PROVIDED ENTRIES:

*** Block opens ***

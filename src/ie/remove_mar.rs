//! Remove MAR Information Element.
//!
//! Per 3GPP TS 29.244 Section 7.5.4.15, the Remove MAR grouped IE contains
//! a MAR ID identifying the Multi-Access Rule to remove.

use crate::error::PfcpError;
use crate::ie::mar_id::MarId;
use crate::ie::{Ie, IeType};

/// Remove MAR per 3GPP TS 29.244 §7.5.4.15.
///
/// Grouped IE carrying a single MAR ID (raw bytes pattern — the payload is
/// the raw marshaled MarId value without an additional TLV wrapper).
#[derive(Debug, Clone, PartialEq, Eq)]
pub struct RemoveMar {
    pub mar_id: MarId,
}

impl RemoveMar {
    pub fn new(mar_id: MarId) -> Self {
        RemoveMar { mar_id }
    }

    pub fn marshal(&self) -> Vec<u8> {
        self.mar_id.marshal().to_vec()
    }

    pub fn unmarshal(data: &[u8]) -> Result<Self, PfcpError> {
        Ok(RemoveMar {
            mar_id: MarId::unmarshal(data)?,
        })
    }

    pub fn to_ie(&self) -> Ie {
        Ie::new(IeType::RemoveMar, self.marshal())
    }
}
// src/ie/measurement_period.rs

//! Measurement Period Information Element.
//!
//! Per 3GPP TS 29.244 Section 8.2.64, the Measurement Period IE is used to
//! specify the measurement period for usage reporting rules.

use crate::ie::{Ie, IeType};
use std::io;
use std::time::Duration;

/// Represents the Measurement Period Information Element.
///
/// The Measurement Period defines the interval for which usage measurements
/// are collected and reported. It is encoded as a 32-bit unsigned integer
/// representing seconds.
///
/// # Examples
///
/// ```
/// use pfcp_core::ie::measurement_period::MeasurementPeriod;
/// use std::time::Duration;
///
/// // Create a measurement period of 60 seconds
/// let period = MeasurementPeriod::from_seconds(60);
/// assert_eq!(period.as_seconds(), 60);
///
/// // Create from Duration
/// let period2 = MeasurementPeriod::new(Duration::from_secs(300));
/// assert_eq!(period2.as_minutes(), 5);
///
/// // Marshal and unmarshal
/// let marshaled = period.marshal();
/// let unmarshaled = MeasurementPeriod::unmarshal(&marshaled).unwrap();
/// assert_eq!(unmarshaled, period);
/// ```
#[derive(Debug, Clone, Copy, PartialEq, Eq)]
pub struct MeasurementPeriod {
    /// The measurement period duration
    pub period: Duration,
}

impl MeasurementPeriod {
    /// Creates a new Measurement Period IE.
    ///
    /// # Arguments
    ///
    /// * `period` - The measurement period duration
    ///
    /// # Examples
    ///
    /// ```
    /// use pfcp_core::ie::measurement_period::MeasurementPeriod;
    /// use std::time::Duration;
    ///
    /// let period = MeasurementPeriod::new(Duration::from_secs(120));
    /// assert_eq!(period.as_seconds(), 120);
    /// ```
    pub fn new(period: Duration) -> Self {
        MeasurementPeriod { period }
    }

    /// Creates a Measurement Period from seconds.
    ///
    /// # Examples
    ///
    /// ```
    /// use pfcp_core::ie::measurement_period::MeasurementPeriod;
    ///
    /// let period = MeasurementPeriod::from_seconds(300);
    /// assert_eq!(period.as_seconds(), 300);
    /// ```
    pub fn from_seconds(seconds: u32) -> Self {
        MeasurementPeriod::new(Duration::from_secs(seconds as u64))
    }

    /// Creates a Measurement Period from minutes.
    ///
    /// # Examples
    ///
    /// ```
    /// use pfcp_core::ie::measurement_period::MeasurementPeriod;
    ///
    /// let period = MeasurementPeriod::from_minutes(5);
    /// assert_eq!(period.as_seconds(), 300);
    /// ```
    pub fn from_minutes(minutes: u32) -> Self {
        MeasurementPeriod::new(Duration::from_secs((minutes * 60) as u64))
    }

    /// Creates a Measurement Period from hours.
    ///
    /// # Examples
    ///
    /// ```
    /// use pfcp_core::ie::measurement_period::MeasurementPeriod;
    ///
    /// let period = MeasurementPeriod::from_hours(1);
    /// assert_eq!(period.as_seconds(), 3600);
    /// ```
    pub fn from_hours(hours: u32) -> Self {
        MeasurementPeriod::new(Duration::from_secs((hours * 3600) as u64))
    }

    /// Gets the measurement period as seconds.
    pub fn as_seconds(&self) -> u64 {
        self.period.as_secs()
    }

    /// Gets the measurement period as minutes (rounded down).
    pub fn as_minutes(&self) -> u64 {
        self.period.as_secs() / 60
    }

    /// Gets the measurement period as hours (rounded down).
    pub fn as_hours(&self) -> u64 {
        self.period.as_secs() / 3600
    }

    /// Gets the measurement period duration.
    pub fn period(&self) -> Duration {
        self.period
    }

    /// Marshals the Measurement Period into a byte vector.
    ///
    /// The period is encoded as a 32-bit unsigned integer in seconds (network byte order).
    ///
    /// Per 3GPP TS 29.244 Section 8.2.64, the Measurement Period is encoded as:
    /// - Octets 1-4: Period in seconds (u32, big-endian)
    pub fn marshal(&self) -> Vec<u8> {
        let seconds = self.period.as_secs() as u32;
        seconds.to_be_bytes().to_vec()
    }

    /// Unmarshals a byte slice into a Measurement Period IE.
    ///
    /// # Arguments
    ///
    /// * `payload` - The byte slice to unmarshal (must be exactly 4 bytes)
    ///
    /// # Returns
    ///
    /// Returns `Ok(MeasurementPeriod)` on success, or an error if the payload is invalid.
    ///
    /// # Errors
    ///
    /// Returns an error if:
    /// - The payload is not exactly 4 bytes
    pub fn unmarshal(payload: &[u8]) -> Result<Self, io::Error> {
        if payload.len() != 4 {
            return Err(io::Error::new(
                io::ErrorKind::InvalidData,
                format!(
                    "Measurement Period requires 4 bytes (u32), got {} bytes. Per 3GPP TS 29.244 Section 8.2.64.",
                    payload.len()
                ),
            ));
        }

        let seconds = u32::from_be_bytes([payload[0], payload[1], payload[2], payload[3]]);
        Ok(MeasurementPeriod::new(Duration::from_secs(seconds as u64)))
    }

    /// Wraps the Measurement Period in an IE.
    ///
    /// # Examples
    ///
    /// ```
    /// use pfcp_core::ie::measurement_period::MeasurementPeriod;
    /// use pfcp_core::ie::IeType;
    ///
    /// let period = MeasurementPeriod::from_seconds(60);
    /// let ie = period.to_ie();
    /// assert_eq!(ie.ie_type, IeType::MeasurementPeriod);
    /// ```
    pub fn to_ie(&self) -> Ie {
        Ie::new(IeType::MeasurementPeriod, self.marshal())
    }
}
// src/message/association_update_response.rs

//! Association Update Response message implementation.

use crate::error::PfcpError;
use crate::ie::{Ie, IeType};
use crate::message::{header::Header, Message, MsgType};

#[derive(Debug, Clone, PartialEq, Eq)]
pub struct AssociationUpdateResponse {
    pub header: Header,
    pub node_id: Ie, // M - 3GPP TS 29.244 Table 7.4.4.4-1 - IE Type 60
    pub cause: Ie,   // M - 3GPP TS 29.244 Table 7.4.4.4-1 - IE Type 19
    pub up_function_features: Option<Ie>, // O - 3GPP TS 29.244 Table 7.4.4.4-1 - IE Type 43
    pub cp_function_features: Option<Ie>, // O - 3GPP TS 29.244 Table 7.4.4.4-1 - IE Type 89
    // TODO: [IE Type 267] UE IP Address Usage Information - O - Multiple instances, Grouped IE with 7 child IEs, see Table 7.4.4.3.1-1 (Sxb/N4 only)
    pub ies: Vec<Ie>,
}

impl AssociationUpdateResponse {
    /// Creates a new Association Update Response message.
    pub fn new(
        seq: u32,
        node_id: Ie,
        cause: Ie,
        up_function_features: Option<Ie>,
        cp_function_features: Option<Ie>,
        ies: Vec<Ie>,
    ) -> Self {
        let mut payload_len = node_id.len() + cause.len();
        if let Some(ref ie) = up_function_features {
            payload_len += ie.len();
        }
        if let Some(ref ie) = cp_function_features {
            payload_len += ie.len();
        }
        for ie in &ies {
            payload_len += ie.len();
        }

        let mut header = Header::new(MsgType::AssociationUpdateResponse, false, 0, seq);
        header.length = payload_len + (header.len() - 4);

        AssociationUpdateResponse {
            header,
            node_id,
            cause,
            up_function_features,
            cp_function_features,
            ies,
        }
    }
}

impl Message for AssociationUpdateResponse {
    fn msg_type(&self) -> MsgType {
        MsgType::AssociationUpdateResponse
    }

    fn marshal(&self) -> Vec<u8> {
        let mut buf = Vec::with_capacity(self.marshaled_size());
        self.marshal_into(&mut buf);
        buf
    }

    fn marshal_into(&self, buf: &mut Vec<u8>) {
        buf.reserve(self.marshaled_size());
        self.header.marshal_into(buf);
        self.node_id.marshal_into(buf);
        self.cause.marshal_into(buf);
        if let Some(ref ie) = self.up_function_features {
            ie.marshal_into(buf);
        }
        if let Some(ref ie) = self.cp_function_features {
            ie.marshal_into(buf);
        }
        for ie in &self.ies {
            ie.marshal_into(buf);
        }
    }

    fn marshaled_size(&self) -> usize {
        let mut size = self.header.len() as usize;
        size += self.node_id.len() as usize;
        size += self.cause.len() as usize;
        if let Some(ref ie) = self.up_function_features {
            size += ie.len() as usize;
        }
        if let Some(ref ie) = self.cp_function_features {
            size += ie.len() as usize;
        }
        for ie in &self.ies {
            size += ie.len() as usize;
        }
        size
    }

    fn unmarshal(buf: &[u8]) -> Result<Self, PfcpError>
    where
        Self: Sized,
    {
        let header = Header::unmarshal(buf)?;
        let mut node_id = None;
        let mut cause = None;
        let mut up_function_features = None;
        let mut cp_function_features = None;
        let mut ies = Vec::new();

        let mut cursor = header.len() as usize;
        while cursor < buf.len() {
            let ie = Ie::unmarshal(&buf[cursor..])?;
            let ie_len = ie.len() as usize;
            match ie.ie_type {
                IeType::NodeId => node_id = Some(ie),
                IeType::Cause => cause = Some(ie),
                IeType::UpFunctionFeatures => up_function_features = Some(ie),
                IeType::CpFunctionFeatures => cp_function_features = Some(ie),
                _ => ies.push(ie),
            }
            cursor += ie_len;
        }

        let node_id = node_id.ok_or_else(|| PfcpError::MissingMandatoryIe {
            ie_type: IeType::NodeId,
            message_type: Some(MsgType::AssociationUpdateResponse),
            parent_ie: None,
        })?;
        let cause = cause.ok_or_else(|| PfcpError::MissingMandatoryIe {
            ie_type: IeType::Cause,
            message_type: Some(MsgType::AssociationUpdateResponse),
            parent_ie: None,
        })?;

        Ok(AssociationUpdateResponse {
            header,
            node_id,
            cause,
            up_function_features,
            cp_function_features,
            ies,
        })
    }

    fn seid(&self) -> Option<u64> {
        if self.header.has_seid {
            Some(self.header.seid)
        } else {
            None
        }
    }

    fn sequence(&self) -> u32 {
        self.header.sequence_number
    }

    fn set_sequence(&mut self, seq: u32) {
        self.header.sequence_number = seq;
    }

    fn ies(&self, ie_type: IeType) -> crate::message::IeIter<'_> {
        use crate::message::IeIter;

        match ie_type {
            IeType::NodeId => IeIter::single(Some(&self.node_id), ie_type),
            IeType::Cause => IeIter::single(Some(&self.cause), ie_type),
            IeType::UpFunctionFeatures => {
                IeIter::single(self.up_function_features.as_ref(), ie_type)
            }
            IeType::CpFunctionFeatures => {
                IeIter::single(self.cp_function_features.as_ref(), ie_type)
            }
            _ => IeIter::generic(&self.ies, ie_type),
        }
    }

    #[allow(deprecated)]
    fn find_ie(&self, ie_type: IeType) -> Option<&Ie> {
        match ie_type {
            IeType::NodeId => Some(&self.node_id),
            IeType::Cause => Some(&self.cause),
            IeType::UpFunctionFeatures => self.up_function_features.as_ref(),
            IeType::CpFunctionFeatures => self.cp_function_features.as_ref(),
            _ => self.ies.iter().find(|ie| ie.ie_type == ie_type),
        }
    }

    fn all_ies(&self) -> Vec<&Ie> {
        let mut result = vec![&self.node_id, &self.cause];
        if let Some(ref ie) = self.up_function_features {
            result.push(ie);
        }
        if let Some(ref ie) = self.cp_function_features {
            result.push(ie);
        }
        result.extend(self.ies.iter());
        result
    }
}

#[cfg(test)]
#[allow(deprecated)]
mod tests {
    use super::*;
    use crate::ie::cause::{Cause, CauseValue};
    use crate::ie::node_id::NodeId;
    use std::net::Ipv4Addr;

    #[test]
    fn test_association_update_response_marshal_unmarshal() {
        let node_id_ie = Ie::new(
            IeType::NodeId,
            NodeId::IPv4(Ipv4Addr::new(192, 168, 1, 1))
                .marshal()
                .to_vec(),
        );
        let cause_ie = Ie::new(
            IeType::Cause,
            Cause::new(CauseValue::RequestAccepted).marshal().to_vec(),
        );

        let original =
            AssociationUpdateResponse::new(123, node_id_ie, cause_ie, None, None, Vec::new());
        let marshaled = original.marshal();
        let unmarshaled = AssociationUpdateResponse::unmarshal(&marshaled).unwrap();

        assert_eq!(
            original.header.message_type,
            unmarshaled.header.message_type
        );
        assert_eq!(
            original.header.sequence_number,
            unmarshaled.header.sequence_number
        );
        assert_eq!(original.node_id, unmarshaled.node_id);
        assert_eq!(original.cause, unmarshaled.cause);
        assert_eq!(
            original.up_function_features,
            unmarshaled.up_function_features
        );
        assert_eq!(
            original.cp_function_features,
            unmarshaled.cp_function_features
        );
    }

    #[test]
    fn test_association_update_response_with_optional_ies() {
        let node_id_ie = Ie::new(
            IeType::NodeId,
            NodeId::IPv4(Ipv4Addr::new(192, 168, 1, 1))
                .marshal()
                .to_vec(),
        );
        let cause_ie = Ie::new(
            IeType::Cause,
            Cause::new(CauseValue::RequestAccepted).marshal().to_vec(),
        );
        let up_features_ie = Ie::new(IeType::UpFunctionFeatures, vec![0x01, 0x02, 0x03, 0x04]);
        let cp_features_ie = Ie::new(IeType::CpFunctionFeatures, vec![0x01, 0x02, 0x03, 0x04]);

        let original = AssociationUpdateResponse::new(
            456,
            node_id_ie,
            cause_ie,
            Some(up_features_ie),
            Some(cp_features_ie),
            Vec::new(),
        );
        let marshaled = original.marshal();
        let unmarshaled = AssociationUpdateResponse::unmarshal(&marshaled).unwrap();

        assert_eq!(original, unmarshaled);
    }

    #[test]
    fn test_association_update_response_missing_required_ie() {
        // Test missing NodeId IE
        let incomplete_data = [
            0x21, 0x08, 0x00, 0x04, // Header (type=8, length=4, seq=0)
            0x00, 0x00, 0x00, 0x00, // No IEs following
        ];
        let result = AssociationUpdateResponse::unmarshal(&incomplete_data);
        assert!(result.is_err());
    }

    #[test]
    fn test_find_ie() {
        let node_id_ie = Ie::new(
            IeType::NodeId,
            NodeId::IPv4(Ipv4Addr::new(192, 168, 1, 1))
                .marshal()
                .to_vec(),
        );
        let cause_ie = Ie::new(
            IeType::Cause,
            Cause::new(CauseValue::RequestAccepted).marshal().to_vec(),
        );

        let message =
            AssociationUpdateResponse::new(123, node_id_ie, cause_ie, None, None, Vec::new());

        assert!(message.find_ie(IeType::NodeId).is_some());
        assert!(message.find_ie(IeType::Cause).is_some());
        assert!(message.find_ie(IeType::UpFunctionFeatures).is_none());
        assert!(message.find_ie(IeType::Unknown).is_none());
    }
}

/// Builder for AssociationUpdateResponse message.
#[derive(Debug, Default)]
pub struct AssociationUpdateResponseBuilder {
    sequence: u32,
    node_id: Option<Ie>,
    cause: Option<Ie>,
    up_function_features: Option<Ie>,
    cp_function_features: Option<Ie>,
    ies: Vec<Ie>,
}

impl AssociationUpdateResponseBuilder {
    /// Creates a new AssociationUpdateResponse builder.
    pub fn new(sequence: u32) -> Self {
        Self {
            sequence,
            node_id: None,
            cause: None,
            up_function_features: None,
            cp_function_features: None,
            ies: Vec::new(),
        }
    }

    /// Sets the node ID IE (required).
    pub fn node_id(mut self, node_id: Ie) -> Self {
        self.node_id = Some(node_id);
        self
    }

    /// Sets the cause from a CauseValue (required).
    ///
    /// Accepts a CauseValue enum. For common cases, use convenience methods like
    /// [`cause_accepted`] or [`cause_rejected`]. For full control, use [`cause_ie`].
    ///
    /// # Example
    /// ```
    /// use pfcp_core::message::association_update_response::AssociationUpdateResponseBuilder;
    /// use pfcp_core::ie::{cause::CauseValue, node_id::NodeId, Ie, IeType};
    /// use std::net::Ipv4Addr;
    ///
    /// let node_id = Ie::new(IeType::NodeId, NodeId::IPv4(Ipv4Addr::new(127, 0, 0, 1)).marshal().to_vec());
    /// let response = AssociationUpdateResponseBuilder::new(1)
    ///     .node_id(node_id)
    ///     .cause(CauseValue::RequestAccepted)
    ///     .build();
    /// ```
    ///
    /// [`cause_accepted`]: #method.cause_accepted
    /// [`cause_rejected`]: #method.cause_rejected
    /// [`cause_ie`]: #method.cause_ie
    pub fn cause(mut self, cause_value: crate::ie::cause::CauseValue) -> Self {
        use crate::ie::cause::Cause;
        use crate::ie::{Ie, IeType};
        let cause = Cause::new(cause_value);
        self.cause = Some(Ie::new(IeType::Cause, cause.marshal().to_vec()));
        self
    }

    /// Convenience method to set cause to Request Accepted.
    ///
    /// Equivalent to `.cause(CauseValue::RequestAccepted)`.
    pub fn cause_accepted(self) -> Self {
        self.cause(crate::ie::cause::CauseValue::RequestAccepted)
    }

    /// Convenience method to set cause to Request Rejected.
    ///
    /// Equivalent to `.cause(CauseValue::RequestRejected)`.
    pub fn cause_rejected(self) -> Self {
        self.cause(crate::ie::cause::CauseValue::RequestRejected)
    }

    /// Sets the cause IE directly (required).
    ///
    /// This method provides full control over the IE construction. For common cases,
    /// use [`cause`], [`cause_accepted`], or [`cause_rejected`].
    ///
    /// [`cause`]: #method.cause
    /// [`cause_accepted`]: #method.cause_accepted
    /// [`cause_rejected`]: #method.cause_rejected
    pub fn cause_ie(mut self, cause: Ie) -> Self {
        self.cause = Some(cause);
        self
    }

    /// Sets the UP function features IE (optional).
    pub fn up_function_features(mut self, up_function_features: Ie) -> Self {
        self.up_function_features = Some(up_function_features);
        self
    }

    /// Sets the CP function features IE (optional).
    pub fn cp_function_features(mut self, cp_function_features: Ie) -> Self {
        self.cp_function_features = Some(cp_function_features);
        self
    }

    /// Adds an additional IE.
    pub fn ie(mut self, ie: Ie) -> Self {
        self.ies.push(ie);
        self
    }

    /// Adds multiple additional IEs.
    pub fn ies(mut self, mut ies: Vec<Ie>) -> Self {
        self.ies.append(&mut ies);
        self
    }

    /// Builds the AssociationUpdateResponse message.
    ///
    /// # Panics
    /// Panics if required node_id or cause IEs are not set.
    pub fn build(self) -> AssociationUpdateResponse {
        let node_id = self
            .node_id
            .expect("Node ID IE is required for AssociationUpdateResponse");
        let cause = self
            .cause
            .expect("Cause IE is required for AssociationUpdateResponse");

        AssociationUpdateResponse::new(
            self.sequence,
            node_id,
            cause,
            self.up_function_features,
            self.cp_function_features,
            self.ies,
        )
    }

    /// Tries to build the AssociationUpdateResponse message.
    ///
    /// # Returns
    /// Returns an error if required IEs are not set.
    pub fn try_build(self) -> Result<AssociationUpdateResponse, &'static str> {
        let node_id = self
            .node_id
            .ok_or("Node ID IE is required for AssociationUpdateResponse")?;
        let cause = self
            .cause
            .ok_or("Cause IE is required for AssociationUpdateResponse")?;

        Ok(AssociationUpdateResponse::new(
            self.sequence,
            node_id,
            cause,
            self.up_function_features,
            self.cp_function_features,
            self.ies,
        ))
    }

    /// Builds the AssociationUpdateResponse message and marshals it to bytes in one step.
    ///
    /// This is a convenience method that combines `build()` and `marshal()`.
    ///
    /// # Example
    /// ```
    /// use pfcp_core::message::association_update_response::AssociationUpdateResponseBuilder;
    /// use pfcp_core::ie::{Ie, IeType, cause::CauseValue, node_id::NodeId};
    /// use std::net::Ipv4Addr;
    ///
    /// let node_id = Ie::new(IeType::NodeId, NodeId::IPv4(Ipv4Addr::new(127, 0, 0, 1)).marshal().to_vec());
    /// let bytes = AssociationUpdateResponseBuilder::new(1)
    ///     .node_id(node_id)
    ///     .cause(CauseValue::RequestAccepted)
    ///     .marshal();
    /// ```
    pub fn marshal(self) -> Vec<u8> {
        self.build().marshal()
    }
}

*** Block closes ***

EXERCISE: Using the word "RemoveMar" as the filter, copy each matching line from the material.

YOUR SOLUTION:
pub struct RemoveMar {
impl RemoveMar {
        RemoveMar { mar_id }
        Ok(RemoveMar {
        Ie::new(IeType::RemoveMar, self.marshal())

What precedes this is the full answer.